> [DIRECTIONS FOR THIS TASK]:
For each line of the data below that contains "stdout", return that line.
---
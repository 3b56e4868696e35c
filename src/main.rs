//! HeatUp
//!
//! Heating time calculator for common kitchen liquids.

use std::io::{self, Write};
use std::path::{Path, PathBuf};

use anyhow::{Context, Result, bail};
use clap::{Parser, Subcommand, ValueEnum};

use heatup::config;
use heatup::dataset;
use heatup::estimator::MAX_SAMPLE_COUNT;
use heatup::logging::{LoggingConfig, init_logging};
use heatup::models::{HeatIntensity, HeatingRequest};
use heatup::parse;
use heatup::render::{
    CsvRenderer, Renderer, Reveal, TableRenderer, TextRenderer, Theme, render_chart,
};
use heatup::session::{SessionContext, format_liquids, near_target_note};

#[derive(Parser)]
#[command(name = "heatup", version)]
#[command(about = "Estimate how long a kitchen liquid takes to heat up")]
struct Cli {
    /// Path to a heatup.toml configuration file
    #[arg(short, long)]
    config: Option<PathBuf>,

    /// Colour theme: light, dark or plain
    #[arg(long)]
    theme: Option<String>,

    /// Log debug details to stderr
    #[arg(short, long)]
    verbose: bool,

    #[command(subcommand)]
    command: Commands,
}

#[derive(Clone, Copy, ValueEnum)]
enum OutputFormat {
    Chart,
    Table,
    Csv,
}

#[derive(Subcommand)]
enum Commands {
    /// Estimate heating time from the burner setting (basic mode)
    Calc {
        /// Liquid (e.g. "water", "milk", "leche")
        liquid: String,

        /// Quantity, e.g. "250", "250ml", "0.5l", "1cup"
        #[arg(short = 'q', long, default_value = "250ml", allow_hyphen_values = true)]
        volume: String,

        /// Burner setting: low, medium or high
        #[arg(short, long, default_value = "medium")]
        intensity: String,
    },

    /// Estimate heating time from an explicit start temperature
    Advanced {
        liquid: String,

        #[arg(short = 'q', long, default_value = "250ml", allow_hyphen_values = true)]
        volume: String,

        /// Start temperature, e.g. "10", "4C", "40F"
        #[arg(short = 't', long, allow_hyphen_values = true)]
        initial: String,
    },

    /// Show the projected temperature curve
    Curve {
        liquid: String,

        #[arg(short = 'q', long, default_value = "250ml", allow_hyphen_values = true)]
        volume: String,

        /// Burner setting (basic mode)
        #[arg(short, long, conflicts_with = "initial")]
        intensity: Option<String>,

        /// Start temperature (advanced mode)
        #[arg(short = 't', long, allow_hyphen_values = true)]
        initial: Option<String>,

        /// Curve shape: linear or exponential
        #[arg(short, long)]
        model: Option<String>,

        /// Number of samples
        #[arg(short, long)]
        samples: Option<usize>,

        #[arg(short, long, value_enum, default_value_t = OutputFormat::Chart)]
        format: OutputFormat,

        /// Table format: print every n-th sample (the last one is always shown)
        #[arg(long, default_value_t = 1)]
        every: usize,

        /// Print the curve point by point
        #[arg(long)]
        animate: bool,
    },

    /// List known liquids
    Liquids,

    /// Summarise a reference dataset (CSV file or directory of CSV files)
    Dataset {
        path: PathBuf,
    },

    /// Interactive session reading commands from stdin
    Session,
}

fn main() -> Result<()> {
    let cli = Cli::parse();

    let logging = LoggingConfig::from_env();
    init_logging(&if cli.verbose { logging.verbose() } else { logging });

    let mut settings = config::load_settings(cli.config.as_deref())
        .context("Failed to load configuration")?;
    if let Some(theme) = &cli.theme {
        settings.theme = Some(parse::parse_theme(theme)?);
    }

    match cli.command {
        Commands::Calc {
            liquid,
            volume,
            intensity,
        } => {
            let mut session = SessionContext::new(settings)?;
            let volume_ml = parse::parse_volume(&volume)?;
            let intensity = parse::parse_intensity(&intensity)?;
            let request = session.basic_request(&liquid, volume_ml, intensity)?;
            let summary = session.calculate(request)?;
            print!("{}", TextRenderer::new(session.theme()).render_result(&summary)?);
        }

        Commands::Advanced {
            liquid,
            volume,
            initial,
        } => {
            let mut session = SessionContext::new(settings)?;
            let volume_ml = parse::parse_volume(&volume)?;
            let initial = parse::parse_temperature(&initial)?;
            let request = session.advanced_request(&liquid, volume_ml, initial)?;
            let summary = session.calculate(request)?;
            print!("{}", TextRenderer::new(session.theme()).render_result(&summary)?);
        }

        Commands::Curve {
            liquid,
            volume,
            intensity,
            initial,
            model,
            samples,
            format,
            every,
            animate,
        } => {
            if let Some(samples) = samples {
                if !(2..=MAX_SAMPLE_COUNT).contains(&samples) {
                    bail!("--samples must be between 2 and {}", MAX_SAMPLE_COUNT);
                }
                settings.sample_count = samples;
            }
            if let Some(model) = &model {
                settings.model = parse::parse_model(model)?;
            }
            let model = settings.model;
            let reveal = Reveal::new(settings.reveal, settings.theme());
            let mut session = SessionContext::new(settings)?;

            let request = build_request(&session, &liquid, &volume, intensity, initial)?;
            let summary = session.calculate(request)?;
            let trajectory = session.trajectory(&summary, model);
            let note = near_target_note(&summary, &trajectory).unwrap_or_default();

            match format {
                OutputFormat::Csv => print!("{}", CsvRenderer.render_trajectory(&trajectory)?),
                OutputFormat::Table => {
                    let renderer = TableRenderer::new(session.theme()).with_every(every);
                    print!("{}", renderer.render_result(&summary)?);
                    print!("{}", renderer.render_trajectory(&trajectory)?);
                    print!("{}", note);
                }
                OutputFormat::Chart => {
                    let renderer = TextRenderer::new(session.theme());
                    print!("{}", renderer.render_result(&summary)?);
                    if animate {
                        reveal.play(&trajectory, &mut io::stdout().lock())?;
                    } else {
                        print!("{}", renderer.render_trajectory(&trajectory)?);
                    }
                    print!("{}", note);
                }
            }
        }

        Commands::Liquids => {
            let session = SessionContext::new(settings)?;
            print!("{}", format_liquids(&session.liquids()?));
        }

        Commands::Dataset { path } => show_dataset(&path, settings.theme()),

        Commands::Session => {
            let mut session = SessionContext::new(settings)?;
            let stdin = io::stdin();
            let mut stdout = io::stdout();
            session.run(stdin.lock(), &mut stdout)?;
            stdout.flush()?;
        }
    }

    Ok(())
}

/// Basic mode unless a start temperature was given
fn build_request(
    session: &SessionContext,
    liquid: &str,
    volume: &str,
    intensity: Option<String>,
    initial: Option<String>,
) -> Result<HeatingRequest> {
    let volume_ml = parse::parse_volume(volume)?;
    let request = match initial {
        Some(initial) => {
            let initial = parse::parse_temperature(&initial)?;
            session.advanced_request(liquid, volume_ml, initial)?
        }
        None => {
            let intensity = match intensity {
                Some(raw) => parse::parse_intensity(&raw)?,
                None => HeatIntensity::Medium,
            };
            session.basic_request(liquid, volume_ml, intensity)?
        }
    };
    Ok(request)
}

/// Dataset problems never fail the command, they show as an empty dataset
fn show_dataset(path: &Path, theme: Theme) {
    let dataset = dataset::load_dataset_or_empty(path);
    match dataset.summary() {
        Some(summary) => {
            print!("{}", summary);
            println!();
            print!("{}", render_chart(dataset.series().points(), 60, 15, &theme.palette()));
        }
        None => println!("No reference data available at {}", path.display()),
    }
}
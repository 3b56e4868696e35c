//! HeatUp
//!
//! Estimates how long a kitchen liquid takes to reach its target temperature
//! and samples the projected temperature curve. The estimator itself is pure;
//! everything else in this crate is a front end around it.

pub mod catalog;
pub mod config;
pub mod dataset;
pub mod db;
pub mod error;
pub mod estimator;
pub mod history;
pub mod logging;
pub mod models;
pub mod parse;
pub mod render;
pub mod session;

pub use error::{Error, EstimateError, Result};
pub use estimator::{EstimateSummary, estimate_duration, generate_trajectory};
pub use models::{
    Direction, HeatIntensity, HeatingRequest, HeatingResult, LiquidProfile, Mode, Trajectory,
    TrajectoryModel, TrajectoryPoint,
};
//! Structured logging setup
//!
//! Logs go to stderr so they never mix with calculator output on stdout.
//!
//! # Environment Variables
//!
//! - `HEATUP_LOG_FORMAT`: `text` (default) or `json`
//! - `RUST_LOG`: level filter (default: `warn`)

use tracing_subscriber::{EnvFilter, fmt, prelude::*};

/// Log output format.
#[derive(Debug, Clone, Copy, PartialEq, Eq, Default)]
pub enum LogFormat {
    /// Human-readable lines (default).
    #[default]
    Text,
    /// One JSON object per event.
    Json,
}

impl LogFormat {
    /// Accepts "json"; anything else means text.
    pub fn from_name(s: &str) -> Self {
        match s.trim().to_lowercase().as_str() {
            "json" => LogFormat::Json,
            _ => LogFormat::Text,
        }
    }
}

#[derive(Debug, Clone, PartialEq, Eq)]
pub struct LoggingConfig {
    pub format: LogFormat,
    pub level: String,
}

impl Default for LoggingConfig {
    fn default() -> Self {
        Self {
            format: LogFormat::Text,
            level: "warn".to_string(),
        }
    }
}

impl LoggingConfig {
    pub fn from_env() -> Self {
        let format = std::env::var("HEATUP_LOG_FORMAT")
            .map(|v| LogFormat::from_name(&v))
            .unwrap_or_default();
        let level = std::env::var("RUST_LOG").unwrap_or_else(|_| "warn".to_string());
        Self { format, level }
    }

    /// Raise the level to `debug` (for `--verbose`).
    pub fn verbose(mut self) -> Self {
        self.level = "debug".to_string();
        self
    }
}

/// Install the global subscriber. Later calls are ignored.
pub fn init_logging(config: &LoggingConfig) {
    let filter = EnvFilter::try_new(&config.level).unwrap_or_else(|_| EnvFilter::new("warn"));
    let registry = tracing_subscriber::registry().with(filter);

    let _ = match config.format {
        LogFormat::Text => registry
            .with(fmt::layer().with_writer(std::io::stderr).with_target(false))
            .try_init(),
        LogFormat::Json => registry
            .with(
                fmt::layer()
                    .json()
                    .with_writer(std::io::stderr)
                    .with_current_span(false)
                    .with_span_list(false),
            )
            .try_init(),
    };
}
---
> [TASK ANSWER]:
                        reveal.play(&trajectory, &mut io::stdout().lock())?;
            let mut stdout = io::stdout();
            session.run(stdin.lock(), &mut stdout)?;
            stdout.flush()?;
//! Logs go to stderr so they never mix with calculator output on stdout.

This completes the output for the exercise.